» Source records
=== Section Start ===
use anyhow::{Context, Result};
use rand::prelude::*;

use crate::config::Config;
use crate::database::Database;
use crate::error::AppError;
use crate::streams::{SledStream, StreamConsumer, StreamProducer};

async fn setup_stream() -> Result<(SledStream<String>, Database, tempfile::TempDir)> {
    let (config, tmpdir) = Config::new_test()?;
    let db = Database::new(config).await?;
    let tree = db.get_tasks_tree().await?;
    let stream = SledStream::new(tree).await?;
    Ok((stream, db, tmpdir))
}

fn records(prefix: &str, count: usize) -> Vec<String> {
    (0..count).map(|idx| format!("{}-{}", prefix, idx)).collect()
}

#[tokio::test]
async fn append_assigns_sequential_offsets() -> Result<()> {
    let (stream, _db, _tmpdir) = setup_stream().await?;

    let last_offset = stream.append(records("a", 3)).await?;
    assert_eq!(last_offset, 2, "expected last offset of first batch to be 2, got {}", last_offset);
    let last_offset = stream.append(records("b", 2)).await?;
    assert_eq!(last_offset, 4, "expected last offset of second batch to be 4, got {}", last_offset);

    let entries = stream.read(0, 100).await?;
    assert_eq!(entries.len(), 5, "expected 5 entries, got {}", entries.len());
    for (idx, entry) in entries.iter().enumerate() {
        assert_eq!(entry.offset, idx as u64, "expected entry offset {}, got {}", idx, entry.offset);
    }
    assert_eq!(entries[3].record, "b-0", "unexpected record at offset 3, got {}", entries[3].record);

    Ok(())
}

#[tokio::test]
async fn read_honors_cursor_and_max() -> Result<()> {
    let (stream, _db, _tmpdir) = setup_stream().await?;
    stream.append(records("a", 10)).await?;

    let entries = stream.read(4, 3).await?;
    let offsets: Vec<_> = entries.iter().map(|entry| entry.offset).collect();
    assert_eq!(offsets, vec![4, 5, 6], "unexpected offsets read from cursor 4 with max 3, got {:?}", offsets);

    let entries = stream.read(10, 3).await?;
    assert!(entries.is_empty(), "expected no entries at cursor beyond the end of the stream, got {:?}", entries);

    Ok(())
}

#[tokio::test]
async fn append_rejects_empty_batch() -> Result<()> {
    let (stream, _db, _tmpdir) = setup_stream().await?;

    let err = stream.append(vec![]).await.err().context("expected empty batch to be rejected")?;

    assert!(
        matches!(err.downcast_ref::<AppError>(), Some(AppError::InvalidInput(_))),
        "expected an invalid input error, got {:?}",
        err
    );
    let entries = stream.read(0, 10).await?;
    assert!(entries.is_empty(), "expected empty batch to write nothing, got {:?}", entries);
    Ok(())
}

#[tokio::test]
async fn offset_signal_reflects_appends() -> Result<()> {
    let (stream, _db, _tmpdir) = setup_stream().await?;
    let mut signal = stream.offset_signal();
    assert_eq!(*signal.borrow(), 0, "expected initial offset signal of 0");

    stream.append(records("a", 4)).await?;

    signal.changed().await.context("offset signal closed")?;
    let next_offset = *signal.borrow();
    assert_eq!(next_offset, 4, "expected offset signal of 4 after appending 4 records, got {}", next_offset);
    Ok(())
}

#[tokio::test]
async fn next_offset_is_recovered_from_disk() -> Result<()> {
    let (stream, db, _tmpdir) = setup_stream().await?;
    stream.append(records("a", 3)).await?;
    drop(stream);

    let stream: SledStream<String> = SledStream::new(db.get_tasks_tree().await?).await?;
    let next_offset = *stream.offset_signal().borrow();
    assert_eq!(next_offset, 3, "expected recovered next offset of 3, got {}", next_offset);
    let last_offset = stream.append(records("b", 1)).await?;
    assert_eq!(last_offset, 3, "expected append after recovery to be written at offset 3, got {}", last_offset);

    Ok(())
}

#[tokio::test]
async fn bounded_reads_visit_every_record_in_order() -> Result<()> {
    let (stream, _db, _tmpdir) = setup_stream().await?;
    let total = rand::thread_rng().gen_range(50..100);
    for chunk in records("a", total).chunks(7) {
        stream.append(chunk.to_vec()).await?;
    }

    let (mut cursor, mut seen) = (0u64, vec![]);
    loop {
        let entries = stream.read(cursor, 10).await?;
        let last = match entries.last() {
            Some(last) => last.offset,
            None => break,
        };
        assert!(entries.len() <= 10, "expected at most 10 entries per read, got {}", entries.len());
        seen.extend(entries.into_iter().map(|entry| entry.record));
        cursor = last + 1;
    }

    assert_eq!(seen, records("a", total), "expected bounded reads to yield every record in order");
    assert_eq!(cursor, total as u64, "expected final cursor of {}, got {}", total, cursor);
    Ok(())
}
=== Section End ===
=== Section Start ===
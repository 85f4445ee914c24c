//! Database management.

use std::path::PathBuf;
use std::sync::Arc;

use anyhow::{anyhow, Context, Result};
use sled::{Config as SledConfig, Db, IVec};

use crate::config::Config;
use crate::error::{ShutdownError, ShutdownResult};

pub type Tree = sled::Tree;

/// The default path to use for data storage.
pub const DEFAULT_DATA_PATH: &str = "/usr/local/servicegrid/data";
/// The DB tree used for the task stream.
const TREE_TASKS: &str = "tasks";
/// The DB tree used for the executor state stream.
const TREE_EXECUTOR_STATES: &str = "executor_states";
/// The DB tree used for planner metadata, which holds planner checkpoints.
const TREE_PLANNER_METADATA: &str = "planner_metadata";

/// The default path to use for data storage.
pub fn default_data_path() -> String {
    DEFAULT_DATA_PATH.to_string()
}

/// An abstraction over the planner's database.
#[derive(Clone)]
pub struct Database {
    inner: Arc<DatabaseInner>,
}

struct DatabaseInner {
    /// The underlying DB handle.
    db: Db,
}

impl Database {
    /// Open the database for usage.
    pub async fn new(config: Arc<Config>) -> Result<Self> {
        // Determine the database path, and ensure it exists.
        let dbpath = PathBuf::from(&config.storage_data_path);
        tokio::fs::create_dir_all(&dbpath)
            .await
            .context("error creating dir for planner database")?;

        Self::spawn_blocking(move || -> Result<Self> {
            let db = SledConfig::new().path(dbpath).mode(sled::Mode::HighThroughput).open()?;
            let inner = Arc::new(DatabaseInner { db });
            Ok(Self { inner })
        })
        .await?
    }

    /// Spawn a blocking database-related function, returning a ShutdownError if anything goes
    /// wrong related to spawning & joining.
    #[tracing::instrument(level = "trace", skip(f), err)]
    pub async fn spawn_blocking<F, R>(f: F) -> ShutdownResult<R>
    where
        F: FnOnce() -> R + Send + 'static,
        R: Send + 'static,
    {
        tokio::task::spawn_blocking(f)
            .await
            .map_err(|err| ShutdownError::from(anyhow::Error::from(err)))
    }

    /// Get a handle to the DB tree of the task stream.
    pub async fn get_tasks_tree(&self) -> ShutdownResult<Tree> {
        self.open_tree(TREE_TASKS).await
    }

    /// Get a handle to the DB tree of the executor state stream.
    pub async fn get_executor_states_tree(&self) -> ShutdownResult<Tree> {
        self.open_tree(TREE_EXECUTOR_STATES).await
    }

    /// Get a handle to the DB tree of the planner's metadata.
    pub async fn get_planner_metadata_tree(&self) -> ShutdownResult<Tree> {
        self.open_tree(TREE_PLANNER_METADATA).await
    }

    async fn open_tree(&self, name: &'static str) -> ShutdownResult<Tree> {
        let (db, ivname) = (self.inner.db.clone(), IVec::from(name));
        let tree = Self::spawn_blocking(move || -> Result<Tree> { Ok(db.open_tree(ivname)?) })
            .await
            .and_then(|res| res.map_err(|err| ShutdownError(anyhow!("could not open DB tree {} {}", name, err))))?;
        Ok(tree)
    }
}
=== Section End ===
» What this task involves
Which lines of the data include the string "SledStream"? Copy each of them.

» Response to the exercise
use crate::streams::{SledStream, StreamConsumer, StreamProducer};
async fn setup_stream() -> Result<(SledStream<String>, Database, tempfile::TempDir)> {
    let stream = SledStream::new(tree).await?;
    let stream: SledStream<String> = SledStream::new(db.get_tasks_tree().await?).await?;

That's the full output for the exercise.